### Task inputs
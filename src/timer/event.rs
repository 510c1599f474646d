//! Timer event stream and observer seam.
//!
//! The countdown produces one stream of events; display renderers and
//! notifiers subscribe independently instead of being wired straight to
//! the tick source.

use crate::timer::period::{Period, Tick};

/// An event produced by the countdown.
#[derive(Debug, Clone, Copy, PartialEq, Eq)]
pub enum TimerEvent {
    /// One second elapsed within a period.
    Tick {
        /// Period the counter belongs to.
        period: Period,
        /// Seconds left in that period.
        seconds_remaining: u32,
    },
    /// A period finished; the next one starts counting immediately.
    PeriodEnded {
        /// The period that just ran out.
        finished: Period,
        /// The period now counting down.
        next: Period,
        /// Full length of the period now counting down.
        next_seconds: u32,
    },
}

impl TimerEvent {
    /// Translate a tick result into the event it represents.
    #[must_use]
    pub const fn from_tick(tick: Tick) -> Self {
        match tick.ended {
            Some(finished) => Self::PeriodEnded {
                finished,
                next: tick.period,
                next_seconds: tick.seconds_remaining,
            },
            None => Self::Tick {
                period: tick.period,
                seconds_remaining: tick.seconds_remaining,
            },
        }
    }
}

/// A subscriber to timer events.
pub trait TimerObserver {
    /// React to one event. Called once per event, in subscription order.
    fn on_event(&mut self, event: &TimerEvent);
}

/// Fans each event out to every subscribed observer.
#[derive(Default)]
pub struct EventBus {
    observers: Vec<Box<dyn TimerObserver>>,
}

impl EventBus {
    /// Create an empty bus.
    #[must_use]
    pub fn new() -> Self {
        Self::default()
    }

    /// Add an observer. Observers are notified in subscription order.
    pub fn subscribe(&mut self, observer: Box<dyn TimerObserver>) {
        self.observers.push(observer);
    }

    /// Deliver one event to every observer.
    pub fn publish(&mut self, event: &TimerEvent) {
        for observer in &mut self.observers {
            observer.on_event(event);
        }
    }

    /// Number of subscribed observers.
    #[must_use]
    pub fn len(&self) -> usize {
        self.observers.len()
    }

    /// Check if no observers are subscribed.
    #[must_use]
    pub fn is_empty(&self) -> bool {
        self.observers.is_empty()
    }
}

#[cfg(test)]
mod tests {
    use super::*;
    use crate::timer::period::Tick;
    use std::cell::RefCell;
    use std::rc::Rc;

    struct Recorder {
        id: usize,
        log: Rc<RefCell<Vec<(usize, TimerEvent)>>>,
    }

    impl TimerObserver for Recorder {
        fn on_event(&mut self, event: &TimerEvent) {
            self.log.borrow_mut().push((self.id, *event));
        }
    }

    #[test]
    fn test_from_tick_plain() {
        let event = TimerEvent::from_tick(Tick {
            period: Period::Focus,
            seconds_remaining: 42,
            ended: None,
        });
        assert_eq!(
            event,
            TimerEvent::Tick {
                period: Period::Focus,
                seconds_remaining: 42
            }
        );
    }

    #[test]
    fn test_from_tick_boundary() {
        let event = TimerEvent::from_tick(Tick {
            period: Period::Break,
            seconds_remaining: 20,
            ended: Some(Period::Focus),
        });
        assert_eq!(
            event,
            TimerEvent::PeriodEnded {
                finished: Period::Focus,
                next: Period::Break,
                next_seconds: 20
            }
        );
    }

    #[test]
    fn test_every_observer_sees_every_event_in_order() {
        let log = Rc::new(RefCell::new(Vec::new()));
        let mut bus = EventBus::new();
        bus.subscribe(Box::new(Recorder {
            id: 0,
            log: Rc::clone(&log),
        }));
        bus.subscribe(Box::new(Recorder {
            id: 1,
            log: Rc::clone(&log),
        }));
        assert_eq!(bus.len(), 2);

        let tick = TimerEvent::Tick {
            period: Period::Focus,
            seconds_remaining: 9,
        };
        let ended = TimerEvent::PeriodEnded {
            finished: Period::Focus,
            next: Period::Break,
            next_seconds: 20,
        };
        bus.publish(&tick);
        bus.publish(&ended);

        let log = log.borrow();
        assert_eq!(
            *log,
            vec![(0, tick), (1, tick), (0, ended), (1, ended)]
        );
    }

    #[test]
    fn test_empty_bus_publish_is_noop() {
        let mut bus = EventBus::new();
        assert!(bus.is_empty());
        bus.publish(&TimerEvent::Tick {
            period: Period::Break,
            seconds_remaining: 1,
        });
    }
}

### Work to complete
Pull every line with the word "crate" from the data.

### Task output
use crate::timer::period::{Period, Tick};
    use crate::timer::period::Tick;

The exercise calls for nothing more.